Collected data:
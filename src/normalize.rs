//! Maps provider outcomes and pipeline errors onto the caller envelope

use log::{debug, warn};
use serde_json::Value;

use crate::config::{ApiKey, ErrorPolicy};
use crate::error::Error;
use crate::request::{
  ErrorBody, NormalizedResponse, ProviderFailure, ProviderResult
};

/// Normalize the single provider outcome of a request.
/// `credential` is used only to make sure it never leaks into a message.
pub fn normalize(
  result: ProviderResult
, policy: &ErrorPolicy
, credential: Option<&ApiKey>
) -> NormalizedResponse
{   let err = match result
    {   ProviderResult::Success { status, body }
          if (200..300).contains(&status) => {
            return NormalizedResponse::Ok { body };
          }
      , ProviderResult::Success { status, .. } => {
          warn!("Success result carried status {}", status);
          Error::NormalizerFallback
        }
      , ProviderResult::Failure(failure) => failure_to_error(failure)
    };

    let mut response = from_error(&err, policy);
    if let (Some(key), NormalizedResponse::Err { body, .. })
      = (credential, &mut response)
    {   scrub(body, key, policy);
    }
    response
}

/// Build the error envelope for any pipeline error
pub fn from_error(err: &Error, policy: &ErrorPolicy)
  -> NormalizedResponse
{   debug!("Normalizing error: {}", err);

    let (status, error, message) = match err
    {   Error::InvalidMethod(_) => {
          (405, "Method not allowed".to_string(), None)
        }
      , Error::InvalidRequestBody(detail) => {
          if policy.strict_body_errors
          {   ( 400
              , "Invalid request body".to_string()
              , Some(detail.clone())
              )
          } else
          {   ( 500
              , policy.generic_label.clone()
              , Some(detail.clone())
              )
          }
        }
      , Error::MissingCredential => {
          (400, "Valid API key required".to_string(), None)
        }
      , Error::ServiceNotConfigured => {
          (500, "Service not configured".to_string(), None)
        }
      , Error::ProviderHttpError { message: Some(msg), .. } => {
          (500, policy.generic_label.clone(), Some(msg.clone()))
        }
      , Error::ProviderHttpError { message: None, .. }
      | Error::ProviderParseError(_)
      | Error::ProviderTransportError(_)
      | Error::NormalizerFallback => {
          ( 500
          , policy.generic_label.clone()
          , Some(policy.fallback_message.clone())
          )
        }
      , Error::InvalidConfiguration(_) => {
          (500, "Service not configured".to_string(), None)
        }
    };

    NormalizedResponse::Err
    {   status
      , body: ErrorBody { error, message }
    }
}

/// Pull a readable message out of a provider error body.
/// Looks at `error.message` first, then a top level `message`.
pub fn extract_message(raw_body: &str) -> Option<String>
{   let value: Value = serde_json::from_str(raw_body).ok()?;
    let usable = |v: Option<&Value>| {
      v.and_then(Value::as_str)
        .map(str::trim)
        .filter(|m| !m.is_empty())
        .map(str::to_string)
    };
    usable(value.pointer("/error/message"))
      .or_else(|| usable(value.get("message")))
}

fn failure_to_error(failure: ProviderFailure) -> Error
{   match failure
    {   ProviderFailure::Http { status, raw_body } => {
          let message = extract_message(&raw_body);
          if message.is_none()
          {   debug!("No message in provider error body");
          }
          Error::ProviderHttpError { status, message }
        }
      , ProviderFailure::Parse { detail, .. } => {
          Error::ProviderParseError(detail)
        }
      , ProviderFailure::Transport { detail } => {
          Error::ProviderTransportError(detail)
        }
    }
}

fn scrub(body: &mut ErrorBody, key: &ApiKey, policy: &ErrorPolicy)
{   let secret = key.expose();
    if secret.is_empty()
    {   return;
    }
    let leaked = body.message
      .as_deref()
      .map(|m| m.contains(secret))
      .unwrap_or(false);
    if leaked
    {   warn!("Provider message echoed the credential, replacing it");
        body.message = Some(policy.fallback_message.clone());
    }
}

*Task to complete*. Set apart and copy each line of the records that holds the word "pipeline".

*Exercise result*.
//! Maps provider outcomes and pipeline errors onto the caller envelope
/// Build the error envelope for any pipeline error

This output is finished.